What this task involves: Search the records for the word "Column" and pick out every line that has it.
━━━━
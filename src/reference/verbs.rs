//! Copyright © 2025-2026 Wenze Wei. All Rights Reserved.
//!
//! This file is part of Opal Guard.
//! The Opal Guard project belongs to the Dunimd Team.
//!
//! Licensed under the Apache License, Version 2.0 (the "License");
//! You may not use this file except in compliance with the License.
//! You may obtain a copy of the License at
//!
//!     http://www.apache.org/licenses/LICENSE-2.0
//!
//! Unless required by applicable law or agreed to in writing, software
//! distributed under the License is distributed on an "AS IS" BASIS,
//! WITHOUT WARRANTIES OR CONDITIONS OF ANY KIND, either express or implied.
//! See the License for the specific language governing permissions and
//! limitations under the License.

/// Filtering and row selection.
pub const FILTER_VERBS: &[&str] = &[
    "filter",
    "filter_last",
    "dedup",
    "distinct",
    "limit",
    "topk",
    "bottomk",
    "sort",
    "ever",
    "never",
    "always",
    "exists",
    "not_exists",
    "surrounding",
    "sample",
];

/// Column projection and derivation.
pub const PROJECTION_VERBS: &[&str] = &[
    "make_col",
    "pick_col",
    "drop_col",
    "rename_col",
    "extract_regex",
    "fill",
    "flatten",
    "flatten_all",
    "flatten_leaves",
    "flatten_single",
    "pivot",
    "unpivot",
    "unnest",
    "coalesce_col",
    "split_col",
];

/// Aggregation and time bucketing.
pub const AGGREGATION_VERBS: &[&str] = &[
    "statsby",
    "timechart",
    "timestats",
    "aggregate",
    "align",
    "rollup",
    "timeshift",
    "window_stats",
    "histogram",
    "make_metric",
];

/// Joins and dataset combination.
pub const JOIN_VERBS: &[&str] = &[
    "join",
    "leftjoin",
    "fulljoin",
    "lookup",
    "union",
    "follow",
    "follow_not",
    "merge_events",
];

/// Shaping datasets into events, intervals and resources.
pub const SHAPING_VERBS: &[&str] = &[
    "make_event",
    "make_interval",
    "make_resource",
    "make_session",
    "make_table",
    "make_reference",
    "make_object_col",
    "update_resource",
    "interface",
    "drop_interface",
    "add_key",
    "unset_keys",
    "set_primary_key",
    "unset_primary_key",
    "set_valid_from",
    "set_valid_to",
    "unset_valid_to",
    "set_timestamp",
];

/// Column and dataset metadata.
pub const METADATA_VERBS: &[&str] = &[
    "set_col_enum",
    "unset_col_enum",
    "set_col_immutable",
    "unset_col_immutable",
    "set_col_searchable",
    "unset_col_searchable",
    "set_col_visible",
    "unset_col_visible",
    "set_col_description",
    "set_col_type",
    "set_label",
    "unset_label",
    "set_link",
    "unset_link",
    "unset_all_links",
    "set_metric",
    "set_metric_metadata",
    "unset_metric",
    "set_dataset_description",
    "set_icon",
    "set_kind",
    "set_source_url",
    "add_metadata",
    "set_tags",
    "set_unit",
];

/// Tracing, metric and pattern verbs.
pub const SPECIALIZED_VERBS: &[&str] = &[
    "make_span",
    "make_trace",
    "span_tree",
    "log_patterns",
    "cluster_logs",
    "detect_anomalies",
    "make_tdigest",
    "top_values",
    "parse_kv",
    "parse_json_col",
];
━━━━
Your solution:
/// Column projection and derivation.
/// Column and dataset metadata.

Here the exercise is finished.